**Data**
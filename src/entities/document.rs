// 📒 Document - the entire persisted ledger
//
// Shape: { staff: string[], students: Student[], payments: Payment[], expenses: Expense[] }
// No schema version, no checksum. Lists are replaced wholesale, never edited in place.

use super::{lenient, EntityKind, Expense, Payment, Student};
use serde::{Deserialize, Serialize};
use serde_json::{Map, Value};

/// Rendered wherever a reference cannot be resolved
pub const MISSING_PLACEHOLDER: &str = "—";

/// Fallback staff name when the staff list is empty
pub const DEFAULT_STAFF: &str = "Admin";

#[derive(Debug, Clone, PartialEq, Default, Serialize, Deserialize)]
pub struct Document {
    #[serde(default, deserialize_with = "lenient::list")]
    pub staff: Vec<String>,

    #[serde(default, deserialize_with = "lenient::list")]
    pub students: Vec<Student>,

    #[serde(default, deserialize_with = "lenient::list")]
    pub payments: Vec<Payment>,

    #[serde(default, deserialize_with = "lenient::list")]
    pub expenses: Vec<Expense>,

    #[serde(flatten)]
    pub extra: Map<String, Value>,
}

impl Document {
    /// Resolve a student reference; empty or orphaned ids give `None`
    pub fn find_student(&self, id: &str) -> Option<&Student> {
        if id.is_empty() {
            return None;
        }
        self.students.iter().find(|s| s.id == id)
    }

    /// Student name for display, or the placeholder when unresolved
    pub fn student_label(&self, id: &str) -> String {
        self.find_student(id)
            .map(|s| s.name().to_string())
            .filter(|name| !name.is_empty())
            .unwrap_or_else(|| MISSING_PLACEHOLDER.to_string())
    }

    pub fn has_staff(&self, name: &str) -> bool {
        self.staff.iter().any(|s| s == name)
    }

    /// Staff name used when a form leaves "received by"/"entered by" blank
    pub fn default_staff(&self) -> &str {
        self.staff
            .first()
            .map(String::as_str)
            .unwrap_or(DEFAULT_STAFF)
    }

    /// Point every unlinked payment at the first student.
    /// Stays empty when there are no students. Returns how many were rewritten.
    pub fn link_unassigned_payments(&mut self) -> usize {
        let fallback = match self.students.first() {
            Some(student) => student.id.clone(),
            None => return 0,
        };
        if fallback.is_empty() {
            return 0;
        }

        let mut rewritten = 0;
        for payment in self.payments.iter_mut().filter(|p| !p.is_linked()) {
            payment.student_id = fallback.clone();
            rewritten += 1;
        }
        rewritten
    }

    /// Drop the record with `id` from one list. Returns whether anything went.
    pub fn remove(&mut self, kind: EntityKind, id: &str) -> bool {
        match kind {
            EntityKind::Students => retain_len_changed(&mut self.students, |s| s.id != id),
            EntityKind::Payments => retain_len_changed(&mut self.payments, |p| p.id != id),
            EntityKind::Expenses => retain_len_changed(&mut self.expenses, |e| e.id != id),
        }
    }

    pub fn len(&self, kind: EntityKind) -> usize {
        match kind {
            EntityKind::Students => self.students.len(),
            EntityKind::Payments => self.payments.len(),
            EntityKind::Expenses => self.expenses.len(),
        }
    }
}

fn retain_len_changed<T>(items: &mut Vec<T>, keep: impl FnMut(&T) -> bool) -> bool {
    let before = items.len();
    items.retain(keep);
    items.len() != before
}

#[cfg(test)]
mod tests {
    use super::*;
    use serde_json::json;

    fn sample() -> Document {
        serde_json::from_value(json!({
            "staff": ["Adham", "Malika"],
            "students": [
                { "id": "s1", "name": "Xayitbek" },
                { "id": "s2", "name": "Olloyor" }
            ],
            "payments": [
                { "id": "p1", "studentId": "", "amount": 1500 },
                { "id": "p2", "studentId": "s2", "amount": 4000 },
                { "id": "p3", "amount": 10 }
            ],
            "expenses": [
                { "id": "e1", "category": "Office Rent", "amount": 400 }
            ]
        }))
        .unwrap()
    }

    #[test]
    fn test_find_student_handles_orphans() {
        let doc = sample();
        assert_eq!(doc.find_student("s1").map(|s| s.name()), Some("Xayitbek"));
        assert!(doc.find_student("gone").is_none());
        assert!(doc.find_student("").is_none());
        assert_eq!(doc.student_label("gone"), MISSING_PLACEHOLDER);
        assert_eq!(doc.student_label("s2"), "Olloyor");
    }

    #[test]
    fn test_link_unassigned_payments() {
        let mut doc = sample();
        assert_eq!(doc.link_unassigned_payments(), 2);
        assert_eq!(doc.payments[0].student_id, "s1");
        assert_eq!(doc.payments[1].student_id, "s2");
        assert_eq!(doc.payments[2].student_id, "s1");

        // Second pass changes nothing
        let once = doc.clone();
        assert_eq!(doc.link_unassigned_payments(), 0);
        assert_eq!(doc, once);
    }

    #[test]
    fn test_link_without_students_leaves_payments_unlinked() {
        let mut doc = sample();
        doc.students.clear();
        assert_eq!(doc.link_unassigned_payments(), 0);
        assert_eq!(doc.payments[0].student_id, "");
    }

    #[test]
    fn test_remove_by_id() {
        let mut doc = sample();
        assert!(doc.remove(EntityKind::Payments, "p2"));
        assert!(!doc.remove(EntityKind::Payments, "p2"));
        assert_eq!(doc.len(EntityKind::Payments), 2);
        assert!(doc.remove(EntityKind::Expenses, "e1"));
        assert_eq!(doc.len(EntityKind::Expenses), 0);
    }

    #[test]
    fn test_default_staff() {
        let mut doc = sample();
        assert_eq!(doc.default_staff(), "Adham");
        doc.staff.clear();
        assert_eq!(doc.default_staff(), DEFAULT_STAFF);
    }

    #[test]
    fn test_missing_lists_default_to_empty() {
        let doc: Document = serde_json::from_value(json!({ "staff": null })).unwrap();
        assert!(doc.staff.is_empty());
        assert!(doc.students.is_empty());
        assert!(doc.payments.is_empty());
    }

    #[test]
    fn test_non_object_document_is_rejected() {
        assert!(serde_json::from_value::<Document>(json!([1, 2, 3])).is_err());
        assert!(serde_json::from_value::<Document>(json!({ "payments": 5 })).is_err());
    }
}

**Exercise requirements**
If a line appears above, it belongs in your answer, printed exactly.

**Answer to the exercise**
filename src/entities/document.rs
// 📒 Document - the entire persisted ledger
//
// Shape: { staff: string[], students: Student[], payments: Payment[], expenses: Expense[] }
// No schema version, no checksum. Lists are replaced wholesale, never edited in place.

use super::{lenient, EntityKind, Expense, Payment, Student};
use serde::{Deserialize, Serialize};
use serde_json::{Map, Value};

/// Rendered wherever a reference cannot be resolved
pub const MISSING_PLACEHOLDER: &str = "—";

/// Fallback staff name when the staff list is empty
pub const DEFAULT_STAFF: &str = "Admin";

#[derive(Debug, Clone, PartialEq, Default, Serialize, Deserialize)]
pub struct Document {
    #[serde(default, deserialize_with = "lenient::list")]
    pub staff: Vec<String>,

    #[serde(default, deserialize_with = "lenient::list")]
    pub students: Vec<Student>,

    #[serde(default, deserialize_with = "lenient::list")]
    pub payments: Vec<Payment>,

    #[serde(default, deserialize_with = "lenient::list")]
    pub expenses: Vec<Expense>,

    #[serde(flatten)]
    pub extra: Map<String, Value>,
}

impl Document {
    /// Resolve a student reference; empty or orphaned ids give `None`
    pub fn find_student(&self, id: &str) -> Option<&Student> {
        if id.is_empty() {
            return None;
        }
        self.students.iter().find(|s| s.id == id)
    }

    /// Student name for display, or the placeholder when unresolved
    pub fn student_label(&self, id: &str) -> String {
        self.find_student(id)
            .map(|s| s.name().to_string())
            .filter(|name| !name.is_empty())
            .unwrap_or_else(|| MISSING_PLACEHOLDER.to_string())
    }

    pub fn has_staff(&self, name: &str) -> bool {
        self.staff.iter().any(|s| s == name)
    }

    /// Staff name used when a form leaves "received by"/"entered by" blank
    pub fn default_staff(&self) -> &str {
        self.staff
            .first()
            .map(String::as_str)
            .unwrap_or(DEFAULT_STAFF)
    }

    /// Point every unlinked payment at the first student.
    /// Stays empty when there are no students. Returns how many were rewritten.
    pub fn link_unassigned_payments(&mut self) -> usize {
        let fallback = match self.students.first() {
            Some(student) => student.id.clone(),
            None => return 0,
        };
        if fallback.is_empty() {
            return 0;
        }

        let mut rewritten = 0;
        for payment in self.payments.iter_mut().filter(|p| !p.is_linked()) {
            payment.student_id = fallback.clone();
            rewritten += 1;
        }
        rewritten
    }

    /// Drop the record with `id` from one list. Returns whether anything went.
    pub fn remove(&mut self, kind: EntityKind, id: &str) -> bool {
        match kind {
            EntityKind::Students => retain_len_changed(&mut self.students, |s| s.id != id),
            EntityKind::Payments => retain_len_changed(&mut self.payments, |p| p.id != id),
            EntityKind::Expenses => retain_len_changed(&mut self.expenses, |e| e.id != id),
        }
    }

    pub fn len(&self, kind: EntityKind) -> usize {
        match kind {
            EntityKind::Students => self.students.len(),
            EntityKind::Payments => self.payments.len(),
            EntityKind::Expenses => self.expenses.len(),
        }
    }
}

fn retain_len_changed<T>(items: &mut Vec<T>, keep: impl FnMut(&T) -> bool) -> bool {
    let before = items.len();
    items.retain(keep);
    items.len() != before
}

#[cfg(test)]
mod tests {
    use super::*;
    use serde_json::json;

    fn sample() -> Document {
        serde_json::from_value(json!({
            "staff": ["Adham", "Malika"],
            "students": [
                { "id": "s1", "name": "Xayitbek" },
                { "id": "s2", "name": "Olloyor" }
            ],
            "payments": [
                { "id": "p1", "studentId": "", "amount": 1500 },
                { "id": "p2", "studentId": "s2", "amount": 4000 },
                { "id": "p3", "amount": 10 }
            ],
            "expenses": [
                { "id": "e1", "category": "Office Rent", "amount": 400 }
            ]
        }))
        .unwrap()
    }

    #[test]
    fn test_find_student_handles_orphans() {
        let doc = sample();
        assert_eq!(doc.find_student("s1").map(|s| s.name()), Some("Xayitbek"));
        assert!(doc.find_student("gone").is_none());
        assert!(doc.find_student("").is_none());
        assert_eq!(doc.student_label("gone"), MISSING_PLACEHOLDER);
        assert_eq!(doc.student_label("s2"), "Olloyor");
    }

    #[test]
    fn test_link_unassigned_payments() {
        let mut doc = sample();
        assert_eq!(doc.link_unassigned_payments(), 2);
        assert_eq!(doc.payments[0].student_id, "s1");
        assert_eq!(doc.payments[1].student_id, "s2");
        assert_eq!(doc.payments[2].student_id, "s1");

        // Second pass changes nothing
        let once = doc.clone();
        assert_eq!(doc.link_unassigned_payments(), 0);
        assert_eq!(doc, once);
    }

    #[test]
    fn test_link_without_students_leaves_payments_unlinked() {
        let mut doc = sample();
        doc.students.clear();
        assert_eq!(doc.link_unassigned_payments(), 0);
        assert_eq!(doc.payments[0].student_id, "");
    }

    #[test]
    fn test_remove_by_id() {
        let mut doc = sample();
        assert!(doc.remove(EntityKind::Payments, "p2"));
        assert!(!doc.remove(EntityKind::Payments, "p2"));
        assert_eq!(doc.len(EntityKind::Payments), 2);
        assert!(doc.remove(EntityKind::Expenses, "e1"));
        assert_eq!(doc.len(EntityKind::Expenses), 0);
    }

    #[test]
    fn test_default_staff() {
        let mut doc = sample();
        assert_eq!(doc.default_staff(), "Adham");
        doc.staff.clear();
        assert_eq!(doc.default_staff(), DEFAULT_STAFF);
    }

    #[test]
    fn test_missing_lists_default_to_empty() {
        let doc: Document = serde_json::from_value(json!({ "staff": null })).unwrap();
        assert!(doc.staff.is_empty());
        assert!(doc.students.is_empty());
        assert!(doc.payments.is_empty());
    }

    #[test]
    fn test_non_object_document_is_rejected() {
        assert!(serde_json::from_value::<Document>(json!([1, 2, 3])).is_err());
        assert!(serde_json::from_value::<Document>(json!({ "payments": 5 })).is_err());
    }
}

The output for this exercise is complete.